Talk-show queen takes tumble as millions jeer.
Nora Bridges is a wildly popular radio spokesperson for family-first virtues, but her loyal listeners don't know that she walked out on her husband and teenaged daughters years ago and didn't look back. Now that a former lover has sold racy pix of naked Nora and horny himself to a national tabloid, her estranged daughter Ruby, an unsuccessful stand-up comic in Los Angeles, has been approached to pen a tell-all. Greedy for the fat fee she's been promised, Ruby agrees and heads for the San Juan Islands, eager to get reacquainted with the mom she plans to betray. Once in the family homestead, nasty Ruby alternately sulks and glares at her mother, who is temporarily wheelchair-bound as a result of a post-scandal car crash.
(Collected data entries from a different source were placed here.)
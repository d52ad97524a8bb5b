//! Best-effort notifications for state-changing events.
//!
//! Delivery failures are the caller's to log; they never propagate
//! as controller failures.

use std::time::Duration;

use serde_json::json;
use thiserror::Error;
use tracing::debug;

#[derive(Debug, Error)]
pub enum NotifyError {
    #[error("webhook request failed: {0}")]
    Request(#[from] reqwest::Error),

    #[error("webhook returned status {0}")]
    Status(u16),
}

/// Sends operator-facing messages.
pub trait Notifier {
    fn send(
        &self,
        text: &str,
    ) -> impl std::future::Future<Output = Result<(), NotifyError>> + Send;
}

/// Posts messages to a Slack-compatible incoming webhook.
pub struct SlackNotifier {
    client: reqwest::Client,
    webhook_url: String,
}

impl SlackNotifier {
    pub fn new(webhook_url: &str) -> Result<Self, NotifyError> {
        let client = reqwest::Client::builder()
            .timeout(Duration::from_secs(10))
            .build()?;
        Ok(Self {
            client,
            webhook_url: webhook_url.to_string(),
        })
    }
}

impl Notifier for SlackNotifier {
    async fn send(&self, text: &str) -> Result<(), NotifyError> {
        let resp = self
            .client
            .post(&self.webhook_url)
            .json(&json!({ "text": text }))
            .send()
            .await?;
        let status = resp.status();
        if !status.is_success() {
            return Err(NotifyError::Status(status.as_u16()));
        }
        debug!(len = text.len(), "notification delivered");
        Ok(())
    }
}

/// Used when no webhook is configured.
pub struct NoopNotifier;

impl Notifier for NoopNotifier {
    async fn send(&self, _text: &str) -> Result<(), NotifyError> {
        Ok(())
    }
}
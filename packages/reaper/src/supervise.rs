//! Running one program under supervision.

use std::{
    cell::Cell,
    rc::Rc,
    sync::atomic::{AtomicBool, AtomicI32, Ordering},
};

use reaper_child::ChildWatcher;
use reaper_event_loop::EventLoop;
use reaper_posix::{
    Pid, Signal, Termination,
    identity::{lookup_group, lookup_user},
    privilege::{CredentialProvider, Privileges},
    process,
};
use thiserror::Error;

/// The pid signals are forwarded to, or 0 while nothing is supervised.
static FORWARD_TO: AtomicI32 = AtomicI32::new(0);

/// Set while a termination request hasn't reached a supervised process yet.
static TERMINATION_PENDING: AtomicBool = AtomicBool::new(false);

#[derive(Debug, Error)]
pub enum SuperviseError {
    #[error("unknown user '{0}'")]
    UnknownUser(String),
    #[error("unknown group '{0}'")]
    UnknownGroup(String),
    #[error("no program to run")]
    NoProgram,
    #[error("the supervised process ended without a termination status")]
    NoStatus,
    #[error(transparent)]
    Posix(#[from] reaper_posix::Error),
    #[error(transparent)]
    Child(#[from] reaper_child::Error),
    #[error(transparent)]
    EventLoop(#[from] reaper_event_loop::Error),
    #[error(transparent)]
    Signals(#[from] ctrlc::Error),
}

/// The ids a supervised program runs as. `None` keeps the supervisor's own.
#[derive(Debug, Clone, Copy, Default, PartialEq, Eq)]
pub struct Credentials {
    pub uid: Option<u32>,
    pub gid: Option<u32>,
}

impl Credentials {
    /// Resolves user and group names. Without a group, the user's primary group is used.
    ///
    /// # Errors
    ///
    /// * If a name doesn't exist
    /// * If the user or group database couldn't be read
    pub fn resolve(user: Option<&str>, group: Option<&str>) -> Result<Self, SuperviseError> {
        let user = match user {
            Some(name) => Some(
                lookup_user(name)?.ok_or_else(|| SuperviseError::UnknownUser(name.to_string()))?,
            ),
            None => None,
        };

        let gid = match group {
            Some(name) => Some(
                lookup_group(name)?
                    .ok_or_else(|| SuperviseError::UnknownGroup(name.to_string()))?
                    .gid,
            ),
            None => user.as_ref().map(|x| x.gid),
        };

        Ok(Self {
            uid: user.map(|x| x.uid),
            gid,
        })
    }

    #[must_use]
    pub const fn is_empty(&self) -> bool {
        self.uid.is_none() && self.gid.is_none()
    }

    /// Switches to the group, then to the user, since dropping the user first would take away
    /// the right to change groups.
    ///
    /// # Errors
    ///
    /// * If either switch was refused
    pub fn apply<P: CredentialProvider>(
        &self,
        privileges: &mut Privileges<P>,
    ) -> Result<(), reaper_posix::Error> {
        if let Some(gid) = self.gid {
            privileges.switch_group_id(gid)?;
        }
        if let Some(uid) = self.uid {
            privileges.switch_user_id(uid)?;
        }
        Ok(())
    }
}

/// Sends `signal` to the supervised process, if there is one. Returns whether it was sent.
pub fn forward(signal: Signal) -> bool {
    let pid = FORWARD_TO.load(Ordering::SeqCst);
    if pid <= 0 {
        return false;
    }

    match process::kill(Pid::from_raw(pid), signal) {
        Ok(()) => {
            log::info!("forward: sent {signal} to pid={pid}");
            true
        }
        Err(e) => {
            log::warn!("forward: {e}");
            false
        }
    }
}

/// Forwards `SIGINT`, `SIGTERM` and `SIGHUP` received by this process to the supervised
/// process as `SIGTERM`. Installs a process-wide handler, so it can only be called once.
///
/// # Errors
///
/// * If the handler was already installed or couldn't be installed
pub fn forward_termination_signals() -> Result<(), SuperviseError> {
    ctrlc::set_handler(|| {
        if !request_termination() {
            log::debug!("forward_termination_signals: nothing to forward to yet");
        }
    })?;
    Ok(())
}

/// Sends `SIGTERM` to the supervised process. A request made while nothing runs, including
/// between fork and the pid being published, is delivered by the next [`Supervisor::spawn`].
/// Returns whether it was sent now.
pub fn request_termination() -> bool {
    TERMINATION_PENDING.store(true, Ordering::SeqCst);
    let sent = forward(Signal::SIGTERM);
    if sent {
        TERMINATION_PENDING.store(false, Ordering::SeqCst);
    }
    sent
}

/// Runs a program and waits for it on its own event loop.
#[derive(Debug)]
pub struct Supervisor {
    event_loop: EventLoop,
    watcher: ChildWatcher,
    outcome: Rc<Cell<Option<Termination>>>,
}

impl Supervisor {
    /// # Errors
    ///
    /// * If the event loop couldn't be created
    pub fn new() -> Result<Self, SuperviseError> {
        Ok(Self::with_loop(EventLoop::new()?))
    }

    #[must_use]
    pub fn with_loop(event_loop: EventLoop) -> Self {
        let outcome = Rc::new(Cell::new(None));
        let sink = outcome.clone();
        let watcher = ChildWatcher::new(&event_loop, move |termination| {
            FORWARD_TO.store(0, Ordering::SeqCst);
            log::info!("supervised process {termination}");
            sink.set(Some(termination));
            Ok(())
        });

        Self {
            event_loop,
            watcher,
            outcome,
        }
    }

    /// Starts `command[0]` with `command` as its argument vector, as `credentials`.
    ///
    /// # Errors
    ///
    /// * [`SuperviseError::NoProgram`] if `command` is empty
    /// * If a program is already running or the fork failed
    pub fn spawn<S: AsRef<str>>(
        &self,
        command: &[S],
        credentials: Credentials,
    ) -> Result<Pid, SuperviseError> {
        let Some(program) = command.first().map(AsRef::as_ref) else {
            return Err(SuperviseError::NoProgram);
        };

        let pid = self.watcher.spawn(program, command, || {
            if credentials.is_empty() {
                return Ok(());
            }
            credentials.apply(&mut Privileges::new())
        })?;

        FORWARD_TO.store(pid.as_raw(), Ordering::SeqCst);
        log::info!("spawn: program={program} pid={pid} {credentials:?}");

        if TERMINATION_PENDING.swap(false, Ordering::SeqCst) {
            log::info!("spawn: termination was requested before pid={pid} started");
            forward(Signal::SIGTERM);
        }

        Ok(pid)
    }

    #[must_use]
    pub fn pid(&self) -> Option<Pid> {
        self.watcher.pid()
    }

    /// Runs the event loop until the program has ended.
    ///
    /// # Errors
    ///
    /// * If the event loop failed
    /// * [`SuperviseError::NoStatus`] if nothing was spawned
    pub fn wait(&self) -> Result<Termination, SuperviseError> {
        self.event_loop.run()?;
        self.outcome.take().ok_or(SuperviseError::NoStatus)
    }
}
//! SIGCHLD self-pipe.
//!
//! The SIGCHLD handler is installed once per process and writes a byte into the pipe of every
//! live loop, so a loop blocked in `poll` wakes up as soon as any child changes state. Pipes
//! are registered in a fixed table of atomics because the handler may neither lock nor
//! allocate.

use std::{
    ffi::c_int,
    os::fd::{AsFd as _, AsRawFd as _, OwnedFd, RawFd},
    sync::{
        Once,
        atomic::{AtomicI32, Ordering},
    },
    time::Duration,
};

use nix::{
    errno::Errno,
    fcntl::{FcntlArg, FdFlag, OFlag, fcntl},
    poll::{PollFd, PollFlags, PollTimeout, poll},
    sys::signal::{SaFlags, SigAction, SigHandler, SigSet, Signal, sigaction},
    unistd,
};

use crate::Error;

pub(crate) const MAX_LOOPS: usize = 32;

const EMPTY: RawFd = -1;

static WAKE_FDS: [AtomicI32; MAX_LOOPS] = [const { AtomicI32::new(EMPTY) }; MAX_LOOPS];

static INSTALL: Once = Once::new();

extern "C" fn on_sigchld(_: c_int) {
    let saved = Errno::last_raw();
    for slot in &WAKE_FDS {
        let fd = slot.load(Ordering::Acquire);
        if fd != EMPTY {
            // SAFETY: write(2) is async-signal-safe; a full pipe already guarantees a wakeup.
            unsafe { libc::write(fd, [1_u8].as_ptr().cast(), 1) };
        }
    }
    Errno::set_raw(saved);
}

fn install_handler() -> Result<(), Error> {
    let mut result = Ok(());
    INSTALL.call_once(|| {
        let action = SigAction::new(
            SigHandler::Handler(on_sigchld),
            SaFlags::SA_RESTART | SaFlags::SA_NOCLDSTOP,
            SigSet::empty(),
        );
        // SAFETY: the handler only touches atomics and calls write(2).
        result = unsafe { sigaction(Signal::SIGCHLD, &action) }
            .map(|_| log::debug!("install_handler: SIGCHLD handler installed"))
            .map_err(Error::Wakeup);
    });
    result
}

fn configure(fd: &OwnedFd) -> Result<(), Error> {
    let raw = fd.as_raw_fd();
    let flags = OFlag::from_bits_truncate(fcntl(raw, FcntlArg::F_GETFL).map_err(Error::Wakeup)?);
    fcntl(raw, FcntlArg::F_SETFL(flags | OFlag::O_NONBLOCK)).map_err(Error::Wakeup)?;
    fcntl(raw, FcntlArg::F_SETFD(FdFlag::FD_CLOEXEC)).map_err(Error::Wakeup)?;
    Ok(())
}

fn open_pipe() -> Result<(OwnedFd, OwnedFd), Error> {
    let (read, write) = unistd::pipe().map_err(Error::Wakeup)?;
    configure(&read)?;
    configure(&write)?;
    Ok((read, write))
}

#[derive(Debug)]
pub(crate) struct Wakeup {
    slot: usize,
    read: OwnedFd,
    write: OwnedFd,
}

impl Wakeup {
    pub(crate) fn new() -> Result<Self, Error> {
        install_handler()?;
        let (read, write) = open_pipe()?;
        let raw = write.as_raw_fd();

        let slot = WAKE_FDS
            .iter()
            .position(|slot| {
                slot.compare_exchange(EMPTY, raw, Ordering::AcqRel, Ordering::Acquire)
                    .is_ok()
            })
            .ok_or(Error::TooManyLoops(MAX_LOOPS))?;

        Ok(Self { slot, read, write })
    }

    /// Replaces the pipe with a fresh one. A forked child shares its parent's pipe until this
    /// runs, so either process could swallow the other's wakeups.
    pub(crate) fn renew(&mut self) -> Result<(), Error> {
        let (read, write) = open_pipe()?;
        WAKE_FDS[self.slot].store(write.as_raw_fd(), Ordering::Release);
        self.read = read;
        self.write = write;
        Ok(())
    }

    pub(crate) fn drain(&self) {
        let mut buf = [0_u8; 64];
        loop {
            match unistd::read(self.read.as_raw_fd(), &mut buf) {
                Ok(0) | Err(_) => break,
                Ok(_) => {}
            }
        }
    }

    /// Blocks until SIGCHLD arrives or `timeout` elapses. Returns whether a wakeup is pending.
    pub(crate) fn wait(&self, timeout: Duration) -> Result<bool, Error> {
        let mut fds = [PollFd::new(self.read.as_fd(), PollFlags::POLLIN)];
        let timeout = PollTimeout::try_from(timeout).unwrap_or(PollTimeout::MAX);

        match poll(&mut fds, timeout) {
            Ok(ready) => Ok(ready > 0),
            Err(Errno::EINTR) => Ok(true),
            Err(errno) => Err(Error::Wakeup(errno)),
        }
    }
}

impl Drop for Wakeup {
    fn drop(&mut self) {
        let _ = WAKE_FDS[self.slot].compare_exchange(
            self.write.as_raw_fd(),
            EMPTY,
            Ordering::AcqRel,
            Ordering::Acquire,
        );
    }
}
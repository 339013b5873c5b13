//! Process-control primitives: fork, signals, exec, sessions and standard streams.

use std::{
    convert::Infallible,
    ffi::CString,
    fs::OpenOptions,
    os::fd::AsRawFd as _,
    path::Path,
};

use nix::{
    errno::Errno,
    sys::{
        signal::{self, Signal},
        stat::{self, Mode},
        wait::{WaitStatus, waitpid},
    },
    unistd::{self, ForkResult, Pid},
};

pub use nix::unistd::AccessFlags;

use crate::{Error, Termination};

const DEV_NULL: &str = "/dev/null";

/// Status a forked child exits with when it couldn't exec its program.
pub const EXEC_FAILED: i32 = 127;

/// Which side of a `fork` the caller is on.
#[derive(Debug, Clone, Copy, PartialEq, Eq)]
pub enum Forked {
    Parent(Pid),
    Child,
}

impl Forked {
    #[must_use]
    pub const fn is_child(&self) -> bool {
        matches!(self, Self::Child)
    }

    #[must_use]
    pub const fn child_pid(&self) -> Option<Pid> {
        match self {
            Self::Parent(pid) => Some(*pid),
            Self::Child => None,
        }
    }
}

/// Forks the calling process.
///
/// In a multi-threaded parent only the calling thread exists in the child, so the child side
/// should stick to async-signal-safe work until it calls [`exec`] or [`exit_immediately`].
///
/// # Errors
///
/// * If the kernel couldn't create the process
pub fn fork() -> Result<Forked, Error> {
    // SAFETY: the child branch returns straight to the caller without touching shared state;
    // what the caller does next is governed by the contract documented above.
    match unsafe { unistd::fork() } {
        Ok(ForkResult::Parent { child }) => {
            log::debug!("fork: spawned pid={child}");
            Ok(Forked::Parent(child))
        }
        Ok(ForkResult::Child) => Ok(Forked::Child),
        Err(errno) => {
            log::error!("fork: failed: {errno}");
            Err(Error::Fork(errno))
        }
    }
}

/// Sends `signal` to `pid`.
///
/// # Errors
///
/// * If the process doesn't exist (`ESRCH`) or may not be signaled (`EPERM`)
pub fn kill(pid: Pid, signal: Signal) -> Result<(), Error> {
    log::trace!("kill: pid={pid} signal={signal}");
    signal::kill(pid, signal).map_err(|errno| Error::Kill { pid, signal, errno })
}

/// Whether `pid` names an existing process, including one owned by another user.
#[must_use]
pub fn is_alive(pid: Pid) -> bool {
    !matches!(signal::kill(pid, None), Err(Errno::ESRCH))
}

/// Blocks until `pid` exits or is killed and reaps it.
///
/// # Errors
///
/// * If `pid` isn't a child of the calling process
pub fn wait(pid: Pid) -> Result<Termination, Error> {
    loop {
        match waitpid(pid, None) {
            Ok(status @ (WaitStatus::Exited(..) | WaitStatus::Signaled(..))) => {
                return Ok(Termination::from_wait_status(&status));
            }
            Ok(_) | Err(Errno::EINTR) => {}
            Err(errno) => return Err(Error::Wait { pid, errno }),
        }
    }
}

fn c_string(value: &str) -> Result<CString, Error> {
    CString::new(value).map_err(|_| Error::Nul(value.to_string()))
}

/// Replaces the current process image, searching `PATH` for `program`.
///
/// `args` is the complete argument vector, so `args[0]` is conventionally the program name.
///
/// # Errors
///
/// * If an argument contains a NUL byte
/// * If the kernel refused to load the program
pub fn exec<S: AsRef<str>>(program: &str, args: &[S]) -> Result<Infallible, Error> {
    let file = c_string(program)?;
    let argv = args
        .iter()
        .map(|x| c_string(x.as_ref()))
        .collect::<Result<Vec<_>, _>>()?;

    unistd::execvp(&file, &argv).map_err(|errno| Error::Exec {
        program: program.to_string(),
        errno,
    })
}

/// Terminates the calling process at once, without running exit handlers or destructors.
pub fn exit_immediately(code: i32) -> ! {
    // SAFETY: `_exit` is async-signal-safe and never returns.
    unsafe { libc::_exit(code) }
}

/// Starts a new session with the caller as its leader, detaching it from its controlling
/// terminal.
///
/// # Errors
///
/// * If the caller already leads a process group
pub fn set_session_leader() -> Result<Pid, Error> {
    unistd::setsid().map_err(Error::Session)
}

/// Sets the file mode creation mask, returning the previous one.
pub fn set_umask(mask: u32) -> u32 {
    #[allow(clippy::cast_possible_truncation)]
    let previous = stat::umask(Mode::from_bits_truncate(mask as libc::mode_t));
    u32::from(previous.bits())
}

fn duplicate_onto(file: &std::fs::File, fd: i32) -> Result<(), Error> {
    unistd::dup2(file.as_raw_fd(), fd)
        .map(|_| ())
        .map_err(|errno| Error::Dup { fd, errno })
}

/// Reads standard input from `/dev/null` and appends standard output and error to `log_path`.
///
/// # Errors
///
/// * If `/dev/null` or `log_path` couldn't be opened
/// * If a descriptor couldn't be duplicated over a standard stream
pub fn redirect_stdio(log_path: &Path) -> Result<(), Error> {
    let null = OpenOptions::new().read(true).open(DEV_NULL)?;
    let log = OpenOptions::new()
        .create(true)
        .append(true)
        .open(log_path)?;

    duplicate_onto(&null, libc::STDIN_FILENO)?;
    duplicate_onto(&log, libc::STDOUT_FILENO)?;
    duplicate_onto(&log, libc::STDERR_FILENO)?;

    Ok(())
}

/// Checks whether the real user may access `path` with `mode`.
///
/// # Errors
///
/// * If access is denied or `path` doesn't exist
pub fn check_access(path: &Path, mode: AccessFlags) -> Result<(), Error> {
    unistd::access(path, mode).map_err(|errno| Error::Access {
        path: path.display().to_string(),
        errno,
    })
}

#[must_use]
pub fn is_writable(path: &Path) -> bool {
    check_access(path, AccessFlags::W_OK).is_ok()
}

#[cfg(test)]
mod test {
    use pretty_assertions::assert_eq;
    use serial_test::serial;

    use super::*;

    fn wait_for(pid: Pid) -> Termination {
        wait(pid).unwrap()
    }

    #[test_log::test]
    #[serial]
    fn fork_child_exit_code_is_observed_by_parent() {
        match fork().unwrap() {
            Forked::Child => exit_immediately(7),
            Forked::Parent(pid) => assert_eq!(wait_for(pid), Termination::exited(7)),
        }
    }

    #[test_log::test]
    #[serial]
    fn kill_terminates_child() {
        match fork().unwrap() {
            Forked::Child => loop {
                unistd::pause();
            },
            Forked::Parent(pid) => {
                kill(pid, Signal::SIGTERM).unwrap();
                assert_eq!(wait_for(pid), Termination::signaled(Signal::SIGTERM));
                assert!(!is_alive(pid));
            }
        }
    }

    #[test_log::test]
    #[serial]
    fn kill_reaped_process_reports_errno() {
        let Forked::Parent(pid) = fork().unwrap() else {
            exit_immediately(0);
        };
        wait_for(pid);

        let error = kill(pid, Signal::SIGTERM).unwrap_err();
        assert_eq!(error.errno(), Some(Errno::ESRCH));
    }

    #[test_log::test]
    fn init_process_is_alive_even_without_permission_to_signal_it() {
        // kill(1, 0) succeeds for root and fails with EPERM for everyone else
        assert!(is_alive(Pid::from_raw(1)));
    }

    #[test_log::test]
    #[serial]
    fn exec_failure_is_reported_in_child() {
        match fork().unwrap() {
            Forked::Child => {
                let _ = exec("/nonexistent/reaper-test-binary", &["reaper-test-binary"]);
                exit_immediately(EXEC_FAILED)
            }
            Forked::Parent(pid) => assert_eq!(wait_for(pid), Termination::exited(EXEC_FAILED)),
        }
    }

    #[test_log::test]
    #[serial]
    fn wait_on_reaped_process_reports_echild() {
        let Forked::Parent(pid) = fork().unwrap() else {
            exit_immediately(0);
        };
        assert_eq!(wait(pid).unwrap(), Termination::exited(0));
        assert_eq!(wait(pid).unwrap_err().errno(), Some(Errno::ECHILD));
    }

    #[test_log::test]
    fn exec_rejects_interior_nul() {
        let error = exec("sh", &["sh", "-c\0"]).unwrap_err();
        assert!(matches!(error, Error::Nul(_)));
    }

    #[test_log::test]
    #[serial]
    fn redirect_stdio_appends_output_to_log_file() {
        let dir = tempfile::tempdir().unwrap();
        let log_path = dir.path().join("child.log");
        std::fs::write(&log_path, "before\n").unwrap();

        match fork().unwrap() {
            Forked::Child => {
                if redirect_stdio(&log_path).is_err() {
                    exit_immediately(2);
                }
                let written = unistd::write(std::io::stdout(), b"after\n").is_ok();
                exit_immediately(i32::from(!written));
            }
            Forked::Parent(pid) => {
                assert_eq!(wait_for(pid), Termination::exited(0));
                assert_eq!(std::fs::read_to_string(&log_path).unwrap(), "before\nafter\n");
            }
        }
    }

    #[test_log::test]
    fn check_access_reports_missing_path() {
        let dir = tempfile::tempdir().unwrap();
        let missing = dir.path().join("missing");

        let error = check_access(&missing, AccessFlags::F_OK).unwrap_err();
        assert_eq!(error.errno(), Some(Errno::ENOENT));
        assert!(check_access(dir.path(), AccessFlags::F_OK).is_ok());
    }

    #[test_log::test]
    fn temp_dir_is_writable() {
        let dir = tempfile::tempdir().unwrap();
        assert!(is_writable(dir.path()));
        assert!(!is_writable(&dir.path().join("missing")));
    }

    #[test_log::test]
    fn forked_helpers() {
        assert_eq!(Forked::Parent(Pid::from_raw(5)).child_pid(), Some(Pid::from_raw(5)));
        assert!(Forked::Child.is_child());
        assert_eq!(Forked::Child.child_pid(), None);
    }
}
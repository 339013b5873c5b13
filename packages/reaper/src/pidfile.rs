//! Pid files.
//!
//! A pid file holds the decimal pid of the process that owns it followed by a newline. It is
//! written to a temporary sibling first and renamed into place, so readers never see a partial
//! file.

use std::{
    fs,
    io::ErrorKind,
    path::{Path, PathBuf},
};

use reaper_posix::{Pid, identity, process};
use thiserror::Error;

#[derive(Debug, Error)]
pub enum PidFileError {
    #[error("'{}' belongs to running process {pid}", .path.display())]
    InUse { path: PathBuf, pid: i32 },
    #[error("directory '{}' is not writable", .0.display())]
    NotWritable(PathBuf),
    #[error(transparent)]
    IO(#[from] std::io::Error),
}

/// Reads the pid stored at `path`.
///
/// Returns `None` when the file doesn't exist or doesn't hold a positive pid.
///
/// # Errors
///
/// * If the file exists but couldn't be read
pub fn read_pid(path: &Path) -> Result<Option<i32>, PidFileError> {
    let contents = match fs::read_to_string(path) {
        Ok(contents) => contents,
        Err(e) if e.kind() == ErrorKind::NotFound => return Ok(None),
        Err(e) => return Err(e.into()),
    };

    Ok(contents.trim().parse::<i32>().ok().filter(|x| *x > 0))
}

/// A pid file naming the current process, removed again on drop if it still does.
#[derive(Debug)]
pub struct PidFile {
    path: PathBuf,
    pid: i32,
}

impl PidFile {
    /// Writes the current pid to `path`.
    ///
    /// A file left behind by a process that no longer runs is replaced.
    ///
    /// # Errors
    ///
    /// * [`PidFileError::InUse`] if `path` names another running process
    /// * [`PidFileError::NotWritable`] if the containing directory can't be written
    /// * If writing or renaming the file failed
    pub fn create(path: impl Into<PathBuf>) -> Result<Self, PidFileError> {
        let path = path.into();
        let pid = identity::get_pid();

        let dir = match path.parent() {
            Some(x) if !x.as_os_str().is_empty() => x,
            _ => Path::new("."),
        };
        if !process::is_writable(dir) {
            return Err(PidFileError::NotWritable(dir.to_path_buf()));
        }

        if let Some(existing) = read_pid(&path)? {
            if existing != pid && process::is_alive(Pid::from_raw(existing)) {
                return Err(PidFileError::InUse {
                    path,
                    pid: existing,
                });
            }
            log::warn!(
                "create: replacing stale pid file '{}' pid={existing}",
                path.display()
            );
        }

        let mut tmp = path.clone().into_os_string();
        tmp.push(format!(".{pid}.tmp"));
        let tmp = PathBuf::from(tmp);

        fs::write(&tmp, format!("{pid}\n"))?;
        if let Err(e) = fs::rename(&tmp, &path) {
            let _ = fs::remove_file(&tmp);
            return Err(e.into());
        }

        log::debug!("create: wrote '{}' pid={pid}", path.display());

        Ok(Self { path, pid })
    }

    #[must_use]
    pub fn path(&self) -> &Path {
        &self.path
    }

    #[must_use]
    pub const fn pid(&self) -> i32 {
        self.pid
    }
}

impl Drop for PidFile {
    fn drop(&mut self) {
        match read_pid(&self.path) {
            Ok(Some(pid)) if pid == self.pid => {
                if let Err(e) = fs::remove_file(&self.path) {
                    log::warn!("drop: couldn't remove '{}': {e}", self.path.display());
                }
            }
            Ok(_) => log::debug!(
                "drop: '{}' no longer names pid={}, leaving it",
                self.path.display(),
                self.pid
            ),
            Err(e) => log::warn!("drop: {e}"),
        }
    }
}
/// Logs the first message at debug level, or the second, more detailed one when trace is
/// enabled.
#[macro_export]
macro_rules! debug_or_trace {
    (($($debug:tt)+), ($($trace:tt)+)) => {
        if $crate::log::log_enabled!($crate::log::Level::Trace) {
            $crate::log::trace!($($trace)*);
        } else {
            $crate::log::debug!($($debug)*);
        }
    }
}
Uncaring, Ruby begins writing her side of the story when she's not strolling on the beach with former sweetheart Dean Sloan, the son of wealthy socialites who basically ignored him and his gay brother Eric. Eric, now dying of cancer and also in a wheelchair, has returned to the island. This dismal threesome catch up on old times, recalling their childhood idylls on the island. After Ruby's perfect big sister Caroline shows up, there's another round of heartfelt talk. Nora gradually reveals the truth about her unloving husband and her late father's alcoholism, which led her to seek the approval of others at the cost of her own peace of mind. And so on. Ruby is aghast to discover that she doesn't know everything after all, but Dean offers her subdued comfort. Happy endings await almost everyone—except for readers of this nobly preachy snifflefest.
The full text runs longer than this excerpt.